- [Action item]: Each record must be printed exactly as given.

+++

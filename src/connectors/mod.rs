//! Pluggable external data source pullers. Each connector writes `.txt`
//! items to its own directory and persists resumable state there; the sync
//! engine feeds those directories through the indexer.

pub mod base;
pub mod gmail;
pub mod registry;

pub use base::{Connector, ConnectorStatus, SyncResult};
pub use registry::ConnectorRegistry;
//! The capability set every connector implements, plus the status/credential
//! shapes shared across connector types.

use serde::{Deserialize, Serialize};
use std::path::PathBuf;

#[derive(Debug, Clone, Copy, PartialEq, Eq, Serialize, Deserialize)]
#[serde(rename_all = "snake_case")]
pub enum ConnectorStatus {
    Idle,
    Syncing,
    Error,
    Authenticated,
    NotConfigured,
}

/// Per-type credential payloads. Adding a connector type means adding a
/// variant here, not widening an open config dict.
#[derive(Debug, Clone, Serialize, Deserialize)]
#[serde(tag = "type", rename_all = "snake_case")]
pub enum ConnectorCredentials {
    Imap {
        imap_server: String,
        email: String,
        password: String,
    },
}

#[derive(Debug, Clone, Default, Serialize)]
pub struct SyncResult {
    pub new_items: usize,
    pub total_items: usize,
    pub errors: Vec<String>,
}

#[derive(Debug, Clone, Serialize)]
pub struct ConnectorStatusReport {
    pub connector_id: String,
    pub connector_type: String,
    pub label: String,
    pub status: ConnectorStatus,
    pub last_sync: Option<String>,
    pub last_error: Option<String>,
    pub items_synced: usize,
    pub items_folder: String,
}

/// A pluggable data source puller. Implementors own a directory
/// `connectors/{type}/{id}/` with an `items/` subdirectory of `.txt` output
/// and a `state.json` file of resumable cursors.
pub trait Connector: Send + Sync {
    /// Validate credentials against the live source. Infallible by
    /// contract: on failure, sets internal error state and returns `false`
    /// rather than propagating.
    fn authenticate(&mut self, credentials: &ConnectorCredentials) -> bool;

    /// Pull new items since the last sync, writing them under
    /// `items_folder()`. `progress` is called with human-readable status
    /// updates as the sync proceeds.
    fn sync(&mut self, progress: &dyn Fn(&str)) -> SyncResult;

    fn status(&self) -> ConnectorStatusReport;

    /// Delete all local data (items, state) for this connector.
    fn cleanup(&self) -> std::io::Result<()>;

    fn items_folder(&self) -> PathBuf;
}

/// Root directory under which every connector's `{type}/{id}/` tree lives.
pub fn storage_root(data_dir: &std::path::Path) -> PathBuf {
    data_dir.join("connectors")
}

+++

- [Written solution]:
filename src/connectors/mod.rs
//! Pluggable external data source pullers. Each connector writes `.txt`
//! items to its own directory and persists resumable state there; the sync
//! engine feeds those directories through the indexer.

pub mod base;
pub mod gmail;
pub mod registry;

pub use base::{Connector, ConnectorStatus, SyncResult};
pub use registry::ConnectorRegistry;
//! The capability set every connector implements, plus the status/credential
//! shapes shared across connector types.

use serde::{Deserialize, Serialize};
use std::path::PathBuf;

#[derive(Debug, Clone, Copy, PartialEq, Eq, Serialize, Deserialize)]
#[serde(rename_all = "snake_case")]
pub enum ConnectorStatus {
    Idle,
    Syncing,
    Error,
    Authenticated,
    NotConfigured,
}

/// Per-type credential payloads. Adding a connector type means adding a
/// variant here, not widening an open config dict.
#[derive(Debug, Clone, Serialize, Deserialize)]
#[serde(tag = "type", rename_all = "snake_case")]
pub enum ConnectorCredentials {
    Imap {
        imap_server: String,
        email: String,
        password: String,
    },
}

#[derive(Debug, Clone, Default, Serialize)]
pub struct SyncResult {
    pub new_items: usize,
    pub total_items: usize,
    pub errors: Vec<String>,
}

#[derive(Debug, Clone, Serialize)]
pub struct ConnectorStatusReport {
    pub connector_id: String,
    pub connector_type: String,
    pub label: String,
    pub status: ConnectorStatus,
    pub last_sync: Option<String>,
    pub last_error: Option<String>,
    pub items_synced: usize,
    pub items_folder: String,
}

/// A pluggable data source puller. Implementors own a directory
/// `connectors/{type}/{id}/` with an `items/` subdirectory of `.txt` output
/// and a `state.json` file of resumable cursors.
pub trait Connector: Send + Sync {
    /// Validate credentials against the live source. Infallible by
    /// contract: on failure, sets internal error state and returns `false`
    /// rather than propagating.
    fn authenticate(&mut self, credentials: &ConnectorCredentials) -> bool;

    /// Pull new items since the last sync, writing them under
    /// `items_folder()`. `progress` is called with human-readable status
    /// updates as the sync proceeds.
    fn sync(&mut self, progress: &dyn Fn(&str)) -> SyncResult;

    fn status(&self) -> ConnectorStatusReport;

    /// Delete all local data (items, state) for this connector.
    fn cleanup(&self) -> std::io::Result<()>;

    fn items_folder(&self) -> PathBuf;
}

/// Root directory under which every connector's `{type}/{id}/` tree lives.
pub fn storage_root(data_dir: &std::path::Path) -> PathBuf {
    data_dir.join("connectors")
}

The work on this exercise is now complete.